[Opening Material provided section]

//! Statement and block parsing.

use anyhow::Result;
use rx_ast::*;

use crate::tokenizer::TokenKind;
use crate::Parser;

impl<'a> Parser<'a> {
    /// Parse a `{ ... }` block. The last expression of a block may omit its
    /// semicolon, making it the block's trailing value.
    pub(crate) fn block(&mut self) -> Result<Block> {
        let start = self.span_start();
        self.expect(&TokenKind::LBrace, "`{`")?;
        let mut stmts = Vec::new();
        let mut tail = None;
        loop {
            match self.peek() {
                TokenKind::RBrace => {
                    self.advance();
                    break;
                }
                TokenKind::Let
                | TokenKind::Return
                | TokenKind::Break
                | TokenKind::Continue
                | TokenKind::If
                | TokenKind::While
                | TokenKind::Loop
                | TokenKind::LBrace => stmts.push(self.stmt()?),
                TokenKind::Semi => {
                    // stray empty statement
                    self.advance();
                }
                _ => {
                    let sstart = self.span_start();
                    let expr = self.expr()?;
                    if self.eat(&TokenKind::Eq) {
                        let value = self.expr()?;
                        self.expect(&TokenKind::Semi, "`;` after assignment")?;
                        stmts.push(Stmt::Assign(AssignStmt {
                            target: expr,
                            value,
                            span: sstart..self.prev_end(),
                        }));
                    } else if self.eat(&TokenKind::Semi) {
                        stmts.push(Stmt::Expr(ExprStmt {
                            expr,
                            span: sstart..self.prev_end(),
                        }));
                    } else if *self.peek() == TokenKind::RBrace {
                        self.advance();
                        tail = Some(expr);
                        break;
                    } else {
                        return Err(self.error_here("expected `;` after expression"));
                    }
                }
            }
        }
        Ok(Block {
            stmts,
            tail,
            span: start..self.prev_end(),
        })
    }

    pub(crate) fn stmt(&mut self) -> Result<Stmt> {
        match self.peek() {
            TokenKind::Let => self.let_stmt(),
            TokenKind::Return => self.return_stmt(),
            TokenKind::Break => {
                let tok = self.advance();
                self.expect(&TokenKind::Semi, "`;` after `break`")?;
                Ok(Stmt::Break(tok.span))
            }
            TokenKind::Continue => {
                let tok = self.advance();
                self.expect(&TokenKind::Semi, "`;` after `continue`")?;
                Ok(Stmt::Continue(tok.span))
            }
            TokenKind::If => self.if_stmt(),
            TokenKind::While => self.while_stmt(),
            TokenKind::Loop => self.loop_stmt(),
            TokenKind::LBrace => Ok(Stmt::Block(self.block()?)),
            _ => Err(self.error_here("expected a statement")),
        }
    }

    fn let_stmt(&mut self) -> Result<Stmt> {
        let start = self.span_start();
        self.expect(&TokenKind::Let, "`let`")?;
        let mutable = self.eat(&TokenKind::Mut);
        let ident = self.expect_ident("binding name")?;
        let ty = if self.eat(&TokenKind::Colon) {
            Some(self.type_ref()?)
        } else {
            None
        };
        self.expect(&TokenKind::Eq, "`=` in let binding")?;
        let init = self.expr()?;
        self.expect(&TokenKind::Semi, "`;` after let binding")?;
        Ok(Stmt::Let(LetStmt {
            ident,
            mutable,
            ty,
            init,
            span: start..self.prev_end(),
        }))
    }

    fn return_stmt(&mut self) -> Result<Stmt> {
        let start = self.span_start();
        self.expect(&TokenKind::Return, "`return`")?;
        let arg = if *self.peek() == TokenKind::Semi {
            None
        } else {
            Some(self.expr()?)
        };
        self.expect(&TokenKind::Semi, "`;` after return")?;
        Ok(Stmt::Return(ReturnStmt {
            arg,
            span: start..self.prev_end(),
        }))
    }

    fn if_stmt(&mut self) -> Result<Stmt> {
        let start = self.span_start();
        self.expect(&TokenKind::If, "`if`")?;
        // Struct literals are not allowed in condition position, so that
        // `if p { ... }` reads `p` as the condition, not `p { ... }`.
        let cond = self.expr_no_struct()?;
        let then_block = self.block()?;
        let else_branch = if self.eat(&TokenKind::Else) {
            if *self.peek() == TokenKind::If {
                Some(Box::new(self.if_stmt()?))
            } else {
                Some(Box::new(Stmt::Block(self.block()?)))
            }
        } else {
            None
        };
        Ok(Stmt::If(IfStmt {
            cond,
            then_block,
            else_branch,
            span: start..self.prev_end(),
        }))
    }

    fn while_stmt(&mut self) -> Result<Stmt> {
        let start = self.span_start();
        self.expect(&TokenKind::While, "`while`")?;
        let cond = self.expr_no_struct()?;
        let body = self.block()?;
        Ok(Stmt::While(WhileStmt {
            cond,
            body,
            span: start..self.prev_end(),
        }))
    }

    fn loop_stmt(&mut self) -> Result<Stmt> {
        let start = self.span_start();
        self.expect(&TokenKind::Loop, "`loop`")?;
        let body = self.block()?;
        Ok(Stmt::Loop(LoopStmt {
            body,
            span: start..self.prev_end(),
        }))
    }
}
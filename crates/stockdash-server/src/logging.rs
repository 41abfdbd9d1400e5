//! Logging and tracing setup

use tracing_subscriber::{EnvFilter, layer::SubscriberExt, util::SubscriberInitExt};

const DEFAULT_FILTER: &str = "info,stockdash_core=info,stockdash_server=info,tower_http=info";

/// Install the global subscriber
///
/// `RUST_LOG` overrides the default filter. With `json` set, events are
/// written as one JSON object per line.
pub fn init_tracing(json: bool) {
    let filter =
        EnvFilter::try_from_default_env().unwrap_or_else(|_| EnvFilter::new(DEFAULT_FILTER));
    let registry = tracing_subscriber::registry().with(filter);

    if json {
        registry.with(tracing_subscriber::fmt::layer().json()).init();
    } else {
        registry.with(tracing_subscriber::fmt::layer()).init();
    }
}
//! Concrete LLM provider implementations
//!
//! This module contains implementations of the LLMProvider trait for
//! the text generation services stockdash can talk to.

#[cfg(feature = "gemini")]
pub mod gemini;

#[cfg(feature = "openai")]
pub mod openai;

#[cfg(feature = "gemini")]
pub use gemini::{GeminiConfig, GeminiProvider};

#[cfg(feature = "openai")]
pub use openai::{OpenAIConfig, OpenAIProvider};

[Closing Material provided section]

Required work: Here the goal is to repeat each entry exactly.

Answer section:
//! Statement and block parsing.

use anyhow::Result;
use rx_ast::*;

use crate::tokenizer::TokenKind;
use crate::Parser;

impl<'a> Parser<'a> {
    /// Parse a `{ ... }` block. The last expression of a block may omit its
    /// semicolon, making it the block's trailing value.
    pub(crate) fn block(&mut self) -> Result<Block> {
        let start = self.span_start();
        self.expect(&TokenKind::LBrace, "`{`")?;
        let mut stmts = Vec::new();
        let mut tail = None;
        loop {
            match self.peek() {
                TokenKind::RBrace => {
                    self.advance();
                    break;
                }
                TokenKind::Let
                | TokenKind::Return
                | TokenKind::Break
                | TokenKind::Continue
                | TokenKind::If
                | TokenKind::While
                | TokenKind::Loop
                | TokenKind::LBrace => stmts.push(self.stmt()?),
                TokenKind::Semi => {
                    // stray empty statement
                    self.advance();
                }
                _ => {
                    let sstart = self.span_start();
                    let expr = self.expr()?;
                    if self.eat(&TokenKind::Eq) {
                        let value = self.expr()?;
                        self.expect(&TokenKind::Semi, "`;` after assignment")?;
                        stmts.push(Stmt::Assign(AssignStmt {
                            target: expr,
                            value,
                            span: sstart..self.prev_end(),
                        }));
                    } else if self.eat(&TokenKind::Semi) {
                        stmts.push(Stmt::Expr(ExprStmt {
                            expr,
                            span: sstart..self.prev_end(),
                        }));
                    } else if *self.peek() == TokenKind::RBrace {
                        self.advance();
                        tail = Some(expr);
                        break;
                    } else {
                        return Err(self.error_here("expected `;` after expression"));
                    }
                }
            }
        }
        Ok(Block {
            stmts,
            tail,
            span: start..self.prev_end(),
        })
    }

    pub(crate) fn stmt(&mut self) -> Result<Stmt> {
        match self.peek() {
            TokenKind::Let => self.let_stmt(),
            TokenKind::Return => self.return_stmt(),
            TokenKind::Break => {
                let tok = self.advance();
                self.expect(&TokenKind::Semi, "`;` after `break`")?;
                Ok(Stmt::Break(tok.span))
            }
            TokenKind::Continue => {
                let tok = self.advance();
                self.expect(&TokenKind::Semi, "`;` after `continue`")?;
                Ok(Stmt::Continue(tok.span))
            }
            TokenKind::If => self.if_stmt(),
            TokenKind::While => self.while_stmt(),
            TokenKind::Loop => self.loop_stmt(),
            TokenKind::LBrace => Ok(Stmt::Block(self.block()?)),
            _ => Err(self.error_here("expected a statement")),
        }
    }

    fn let_stmt(&mut self) -> Result<Stmt> {
        let start = self.span_start();
        self.expect(&TokenKind::Let, "`let`")?;
        let mutable = self.eat(&TokenKind::Mut);
        let ident = self.expect_ident("binding name")?;
        let ty = if self.eat(&TokenKind::Colon) {
            Some(self.type_ref()?)
        } else {
            None
        };
        self.expect(&TokenKind::Eq, "`=` in let binding")?;
        let init = self.expr()?;
        self.expect(&TokenKind::Semi, "`;` after let binding")?;
        Ok(Stmt::Let(LetStmt {
            ident,
            mutable,
            ty,
            init,
            span: start..self.prev_end(),
        }))
    }

    fn return_stmt(&mut self) -> Result<Stmt> {
        let start = self.span_start();
        self.expect(&TokenKind::Return, "`return`")?;
        let arg = if *self.peek() == TokenKind::Semi {
            None
        } else {
            Some(self.expr()?)
        };
        self.expect(&TokenKind::Semi, "`;` after return")?;
        Ok(Stmt::Return(ReturnStmt {
            arg,
            span: start..self.prev_end(),
        }))
    }

    fn if_stmt(&mut self) -> Result<Stmt> {
        let start = self.span_start();
        self.expect(&TokenKind::If, "`if`")?;
        // Struct literals are not allowed in condition position, so that
        // `if p { ... }` reads `p` as the condition, not `p { ... }`.
        let cond = self.expr_no_struct()?;
        let then_block = self.block()?;
        let else_branch = if self.eat(&TokenKind::Else) {
            if *self.peek() == TokenKind::If {
                Some(Box::new(self.if_stmt()?))
            } else {
                Some(Box::new(Stmt::Block(self.block()?)))
            }
        } else {
            None
        };
        Ok(Stmt::If(IfStmt {
            cond,
            then_block,
            else_branch,
            span: start..self.prev_end(),
        }))
    }

    fn while_stmt(&mut self) -> Result<Stmt> {
        let start = self.span_start();
        self.expect(&TokenKind::While, "`while`")?;
        let cond = self.expr_no_struct()?;
        let body = self.block()?;
        Ok(Stmt::While(WhileStmt {
            cond,
            body,
            span: start..self.prev_end(),
        }))
    }

    fn loop_stmt(&mut self) -> Result<Stmt> {
        let start = self.span_start();
        self.expect(&TokenKind::Loop, "`loop`")?;
        let body = self.block()?;
        Ok(Stmt::Loop(LoopStmt {
            body,
            span: start..self.prev_end(),
        }))
    }
}
filename crates/stockdash-server/src/logging.rs
repository 41abfdbd9d1400e5
//! Logging and tracing setup

use tracing_subscriber::{EnvFilter, layer::SubscriberExt, util::SubscriberInitExt};

const DEFAULT_FILTER: &str = "info,stockdash_core=info,stockdash_server=info,tower_http=info";

/// Install the global subscriber
///
/// `RUST_LOG` overrides the default filter. With `json` set, events are
/// written as one JSON object per line.
pub fn init_tracing(json: bool) {
    let filter =
        EnvFilter::try_from_default_env().unwrap_or_else(|_| EnvFilter::new(DEFAULT_FILTER));
    let registry = tracing_subscriber::registry().with(filter);

    if json {
        registry.with(tracing_subscriber::fmt::layer().json()).init();
    } else {
        registry.with(tracing_subscriber::fmt::layer()).init();
    }
}
//! Concrete LLM provider implementations
//!
//! This module contains implementations of the LLMProvider trait for
//! the text generation services stockdash can talk to.

#[cfg(feature = "gemini")]
pub mod gemini;

#[cfg(feature = "openai")]
pub mod openai;

#[cfg(feature = "gemini")]
pub use gemini::{GeminiConfig, GeminiProvider};

#[cfg(feature = "openai")]
pub use openai::{OpenAIConfig, OpenAIProvider};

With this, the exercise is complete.